Using MongoClient to read UUID written to with Spring Data


I am having trouble reading UUID values written to a MongoDB collection with Spring Data MongoDB. For UUID ca119807-967a-46df-b659-f0e5e4163a28 the value in the database is _id : Binary('30Z6lgeYEcooOhbk5fBZtg==', 3).

This is how I am using Spring Data MongoDB to write UUIDs to the database:

@Document("foos")
class Foo {

@Id
private UUID uuid;
...

After fetching the same document with com.mongodb.client.MongoClient, I am able to access a field of type org.bson.types.Binary. It then looks like this:

enter image description here

This is how I am instantiating the variables listed above:

Binary id = doc.get("_id", Binary.class);
String base64String = Base64.encodeBase64String(id.getData());

I am not able to convert this value back to the original UUID. Passing the byte[] to java.util.UUID#nameUUIDFromBytes produces results that are nothing like the original UUID.

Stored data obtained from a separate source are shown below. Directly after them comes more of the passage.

use rand::RngCore;
use tracing::debug;

use crate::{CardinalityEstimator, Error, HyperTwoBits, LayerStack, Result, ThreadSeeded};

/// Stack of cardinality estimators fed with geometrically thinned copies of
/// one stream.
///
/// Layer 0 sees every key. For each insertion one random word is drawn and
/// the key is also added to layers `1..min(trailing_ones, layer_count)`, so
/// layer `i >= 1` sees a `2^-(i+1)` share of the stream and every layer past
/// the first sees half as many keys as the one before it.
/// Comparing layers gives cardinality views at decreasing sampling densities
/// without rescanning the stream.
///
/// ```rust
/// use layered_sketch::DecayingLayerSketch;
/// let mut sketch: DecayingLayerSketch = DecayingLayerSketch::new(4, &10).unwrap();
/// for i in 0..10_000_u64 {
///     sketch.insert(&i);
/// }
/// let estimates = sketch.estimates();
/// assert_eq!(estimates.len(), 4);
/// assert!(estimates[0] >= estimates[3]);
/// ```
#[derive(Debug, Clone)]
pub struct DecayingLayerSketch<E = HyperTwoBits, R = ThreadSeeded> {
    layers: LayerStack<E>,
    rng: R,
}

impl<E, R> DecayingLayerSketch<E, R> {
    /// Number of layers
    #[must_use]
    pub fn layer_count(&self) -> usize {
        self.layers.len()
    }

    /// Estimator at `depth`
    #[must_use]
    pub fn layer(&self, depth: usize) -> Option<&E> {
        self.layers.get(depth)
    }

    /// The estimators, layer 0 first
    #[must_use]
    pub fn layers(&self) -> &LayerStack<E> {
        &self.layers
    }
}

impl<E: CardinalityEstimator> DecayingLayerSketch<E, ThreadSeeded> {
    /// Creates a sketch with `layer_count` estimators built from `config`.
    /// Promotion decisions come from the inserting thread's own generator.
    ///
    /// # Errors
    /// If `layer_count < 2` or the estimator rejects `config`.
    pub fn new(layer_count: usize, config: &E::Config) -> Result<Self> {
        Self::with_rng(layer_count, config, ThreadSeeded)
    }
}

impl<E: CardinalityEstimator, R: RngCore> DecayingLayerSketch<E, R> {
    /// Like [`DecayingLayerSketch::new`] with an explicit random source
    ///
    /// # Errors
    /// If `layer_count < 2` or the estimator rejects `config`.
    pub fn with_rng(layer_count: usize, config: &E::Config, rng: R) -> Result<Self> {
        if layer_count < 2 {
            return Err(Error::invalid_argument(format!(
                "decaying sketch needs at least 2 layers, got {layer_count}"
            )));
        }
        let layers = LayerStack::try_from_fn(layer_count, |_| E::with_config(config))?;
        Ok(Self { layers, rng })
    }

    /// Inserts a value, hashing it with the default key hasher
    #[inline]
    pub fn insert<V: std::hash::Hash + ?Sized>(&mut self, value: &V) {
        self.insert_hash(crate::keys::hash_key(value));
    }

    /// Adds `key` to layer 0 and to a random, geometrically distributed
    /// number of the following layers
    #[inline]
    pub fn insert_hash(&mut self, key: u64) {
        self.layers[0].insert_hash(key);
        let end = (self.rng.next_u64().trailing_ones() as usize).min(self.layers.len());
        for depth in 1..end {
            self.layers[depth].insert_hash(key);
        }
    }

    /// Merges `other` layer by layer.
    ///
    /// # Errors
    /// If the layer counts differ or the estimators can not be merged. Neither
    /// sketch is changed in that case.
    pub fn merge<R2>(&mut self, other: &DecayingLayerSketch<E, R2>) -> Result<()> {
        if self.layer_count() != other.layer_count() {
            return Err(Error::invalid_argument(format!(
                "can not merge sketches with {} and {} layers",
                self.layer_count(),
                other.layer_count()
            )));
        }
        if !self
            .layers
            .iter()
            .zip(other.layers.iter())
            .all(|(a, b)| a.is_compatible(b))
        {
            return Err(Error::invalid_argument(
                "can not merge sketches built with different estimator configurations",
            ));
        }
        self.layers.merge_layers(&other.layers);
        debug!(layers = self.layer_count(), "merged decaying sketch");
        Ok(())
    }

    /// Returns a merged copy, leaving both inputs untouched
    ///
    /// # Errors
    /// Same as [`merge`](Self::merge).
    pub fn merged<R2>(&self, other: &DecayingLayerSketch<E, R2>) -> Result<Self>
    where
        E: Clone,
        R: Clone,
    {
        let mut out = self.clone();
        out.merge(other)?;
        Ok(out)
    }

    /// Each layer's cardinality estimate, layer 0 first
    #[must_use]
    pub fn estimates(&self) -> Vec<u64> {
        self.layers.iter().map(CardinalityEstimator::count).collect()
    }
}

How can I convert the byte[] in org.bson.types.Binary to UUID?

I managed to use Studio 3T to read UUID values. For this, I had to change Legacy UUID Encoding to "Legacy Java Encoding". Before I did that, I was seeing the same UUID values as the ones I am getting from java.util.UUID#nameUUIDFromBytes.


Solution

  • BSON binary subtype 3 is the legacy UUID format. The legacy byte ordering was not defined, and so each client language was free to order the bytes in whatever way made sense to that language's implementation.

    The base64 data 30Z6lgeYEcooOhbk5fBZtg== in hex is:

    df46 7a96 0798 11ca 283a 16e4 e5f0 59b6
    

    If you compare that with the original UUID ca119807-967a-46df-b659-f0e5e4163a28 you may notice that the first half of the hexadecimal:

    df46 7a96 0798 11ca
    

    is the reverse order of the first half of the UUID:

    ca119807-967a-46df
    

    Likewise for the second half:

    283a 16e4 e5f0 59b6
    b659-f0e5e4163a28
    

    MongoDB Java driver's org.bson.UuidRepresentation enum gives an inkling to the problem, it has possible values:

    C_SHARP_LEGACY
    JAVA_LEGACY
    PYTHON_LEGACY
    STANDARD
    

    The peculiar encoding above is the JAVA_LEGACY format.

    For how to specify which to use, see spring-boot 2.3.6, how to set UUID representation for mongo?